**Input data**:
+===+

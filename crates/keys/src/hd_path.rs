use std::fmt;

use crate::error::{Error, Result};
use crate::extended_key::HARDENED_OFFSET;

const PURPOSE: u32 = 44;
const COIN_TYPE: u32 = 1;
const ACCOUNT: u32 = 0;

/// Derivation path `m/44'/1'/0'/{keyring}'/{account}'`.
#[derive(Clone, Copy, Debug, PartialEq, Eq, Hash)]
pub struct HdPath {
    keyring: u32,
    account: u32,
}

impl HdPath {
    /// Creates the path for the given keyring and account index.
    ///
    /// # Errors
    ///
    /// Returns [`Error::InvalidIndex`] if either index is outside `0..2^31`.
    pub fn new(keyring: u32, account: u32) -> Result<Self> {
        for index in [keyring, account] {
            if index >= HARDENED_OFFSET {
                return Err(Error::InvalidIndex(index.to_string()));
            }
        }

        Ok(Self { keyring, account })
    }

    /// The keyring (fourth) component.
    #[must_use]
    pub const fn keyring(&self) -> u32 {
        self.keyring
    }

    /// The account (fifth) component.
    #[must_use]
    pub const fn account(&self) -> u32 {
        self.account
    }

    /// Path components, all derived hardened.
    #[must_use]
    pub const fn components(&self) -> [u32; 5] {
        [PURPOSE, COIN_TYPE, ACCOUNT, self.keyring, self.account]
    }

    /// Path template with the account index left as a placeholder, for display.
    #[must_use]
    pub fn base_display(keyring: u32) -> String {
        format!("m/{PURPOSE}'/{COIN_TYPE}'/{ACCOUNT}'/{keyring}'/{{account_index}}'")
    }
}

impl fmt::Display for HdPath {
    fn fmt(&self, f: &mut fmt::Formatter<'_>) -> fmt::Result {
        write!(
            f,
            "m/{PURPOSE}'/{COIN_TYPE}'/{ACCOUNT}'/{}'/{}'",
            self.keyring, self.account
        )
    }
}

#[cfg(test)]
mod tests {
    use super::*;

    #[test]
    fn test_display() {
        assert_eq!(HdPath::new(0, 7).unwrap().to_string(), "m/44'/1'/0'/0'/7'");
        assert_eq!(HdPath::new(3, 12).unwrap().to_string(), "m/44'/1'/0'/3'/12'");
    }

    #[test]
    fn test_base_display() {
        assert_eq!(HdPath::base_display(0), "m/44'/1'/0'/0'/{account_index}'");
    }

    #[test]
    fn test_out_of_range_index() {
        assert!(matches!(
            HdPath::new(0, HARDENED_OFFSET),
            Err(Error::InvalidIndex(_))
        ));
        assert!(matches!(
            HdPath::new(u32::MAX, 0),
            Err(Error::InvalidIndex(_))
        ));
    }
}
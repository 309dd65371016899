//! Static file server with referrer-based HTTP/2 push.
//!
//! ```text
//!   client ──h2c / HTTP/1.1──▶ listener ──▶ PushLayer ──▶ ServeDir
//!                                              │
//!                                              └── learned pushes (HTTP/2 only)
//! ```

use std::path::PathBuf;

use clap::Parser;

use referrer_push::config::{load_config, ServerConfig};
use referrer_push::net::Listener;
use referrer_push::observability::{logging, metrics};
use referrer_push::{PushServer, Shutdown};

#[derive(Parser)]
#[command(name = "referrer-push")]
#[command(about = "Static file server that learns and pushes page assets", long_about = None)]
struct Cli {
    /// TOML configuration file.
    #[arg(short, long)]
    config: Option<PathBuf>,

    /// Directory to serve, overriding the configuration.
    #[arg(short, long)]
    root: Option<PathBuf>,

    /// Bind address, overriding the configuration.
    #[arg(short, long)]
    bind: Option<String>,
}

#[tokio::main]
async fn main() -> Result<(), Box<dyn std::error::Error>> {
    let cli = Cli::parse();

    let mut config = match &cli.config {
        Some(path) => load_config(path)?,
        None => ServerConfig::default(),
    };
    if let Some(root) = cli.root {
        config.static_files.root = root.display().to_string();
    }
    if let Some(bind) = cli.bind {
        config.listener.bind_address = bind;
    }

    logging::init_tracing(&config.observability.log_level);
    tracing::info!("referrer-push v{} starting", env!("CARGO_PKG_VERSION"));

    tracing::info!(
        bind_address = %config.listener.bind_address,
        max_connections = config.listener.max_connections,
        max_associated_resources = config.push.max_associated_resources,
        association_window_ms = config.push.association_window_ms,
        "Configuration loaded"
    );

    if config.observability.metrics_enabled {
        match config.observability.metrics_address.parse() {
            Ok(addr) => metrics::init_metrics(addr),
            Err(_) => tracing::error!(
                metrics_address = %config.observability.metrics_address,
                "Failed to parse metrics address"
            ),
        }
    }

    let listener = Listener::bind(&config.listener).await?;

    let shutdown = Shutdown::new();
    shutdown.trigger_on_signal();

    let server = PushServer::new(config);
    server.run(listener, shutdown.subscribe()).await?;

    tracing::info!("Shutdown complete");
    Ok(())
}
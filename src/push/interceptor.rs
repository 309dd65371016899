//! Learn/exploit decision for each inbound request.
//!
//! # Data Flow
//! ```text
//! request
//!     → gate::should_handle (skip silently if ineligible)
//!     → classifier::classify
//!         Main      → registry[url].snapshot()            → push all
//!         Secondary → referer missing/malformed            → nothing
//!                     url not yet under registry[referer]  → try_associate (learn)
//!                     url already under registry[referer]  → push registry[url].snapshot()
//! ```
//!
//! The second secondary case lets a stylesheet that was itself learned as a
//! main key (fonts it references) have its own resources pushed.

use std::sync::Arc;

use axum::http::{header, Request, Uri};
use url::Url;

use crate::config::PushConfig;
use crate::push::classifier::{classify, ResourceKind};
use crate::push::gate;
use crate::push::registry::AssociationRegistry;
use crate::push::transport::PushHandle;

/// What to push for one request, in push order.
#[derive(Debug, Clone)]
pub struct PushPlan {
    pub handle: PushHandle,
    pub targets: Vec<String>,
}

/// Owns the association registry and decides per request.
#[derive(Debug)]
pub struct ReferrerPush {
    registry: Arc<AssociationRegistry>,
    enabled: bool,
}

impl ReferrerPush {
    /// Create an interceptor with a fresh registry.
    pub fn new(config: &PushConfig) -> Self {
        Self::with_registry(config, Arc::new(AssociationRegistry::new(config)))
    }

    /// Create an interceptor around an existing registry.
    ///
    /// Limits come from the registry; only `enabled` is read from `config`.
    pub fn with_registry(config: &PushConfig, registry: Arc<AssociationRegistry>) -> Self {
        Self {
            registry,
            enabled: config.enabled,
        }
    }

    pub fn registry(&self) -> &Arc<AssociationRegistry> {
        &self.registry
    }

    /// Run the learn/exploit step. `None` means the request is ineligible.
    pub fn plan<B>(&self, request: &Request<B>) -> Option<PushPlan> {
        if !self.enabled || !gate::should_handle(request) {
            return None;
        }
        let handle = request.extensions().get::<PushHandle>()?.clone();
        let url = request_target(request.uri());

        let targets = match classify(url) {
            ResourceKind::Main => {
                let record = self.registry.get_or_create(url);
                let targets = record.snapshot();
                tracing::debug!(url = %url, pushes = ?targets, "Main resource");
                targets
            }
            ResourceKind::Secondary => self.on_secondary(request, url),
        };

        Some(PushPlan { handle, targets })
    }

    fn on_secondary<B>(&self, request: &Request<B>, url: &str) -> Vec<String> {
        let Some((raw_referer, referer)) = referer_of(request) else {
            tracing::trace!(url = %url, "Secondary resource without usable referer");
            return Vec::new();
        };

        let main_key = url_target(&referer);
        let main = self.registry.get_or_create(&main_key);

        if !main.contains(url) {
            tracing::debug!(url = %url, main = %main_key, "Secondary resource not yet associated");
            let host = request_host(request);
            // Rejections are logged by the registry and never reach the client.
            let _ = self
                .registry
                .try_associate(&main, url, host.as_deref(), raw_referer);
            return Vec::new();
        }

        let targets = self.registry.get_or_create(url).snapshot();
        tracing::debug!(
            url = %url,
            main = %main_key,
            pushes = ?targets,
            "Secondary resource already associated, pushing its own resources"
        );
        targets
    }
}

/// Path plus query of a request target; this is the registry key.
pub fn request_target(uri: &Uri) -> &str {
    uri.path_and_query().map(|pq| pq.as_str()).unwrap_or("/")
}

/// Host the client addressed: `Host` header, else the URI authority.
pub fn request_host<B>(request: &Request<B>) -> Option<String> {
    request
        .headers()
        .get(header::HOST)
        .and_then(|h| h.to_str().ok())
        .map(str::to_string)
        .or_else(|| request.uri().authority().map(|a| a.as_str().to_string()))
}

/// `Referer` as sent and parsed, or `None` when absent or not an absolute URL.
pub fn referer_of<B>(request: &Request<B>) -> Option<(&str, Url)> {
    let value = request.headers().get(header::REFERER)?.to_str().ok()?;
    let url = Url::parse(value).ok()?;
    Some((value, url))
}

fn url_target(url: &Url) -> String {
    match url.query() {
        Some(query) => format!("{}?{}", url.path(), query),
        None => url.path().to_string(),
    }
}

+===+

**Try it**: List the lines of the records where "Result" occurs.

**Answer to the exercise**:
use crate::error::{Error, Result};
    pub fn new(keyring: u32, account: u32) -> Result<Self> {
    fn fmt(&self, f: &mut fmt::Formatter<'_>) -> fmt::Result {
async fn main() -> Result<(), Box<dyn std::error::Error>> {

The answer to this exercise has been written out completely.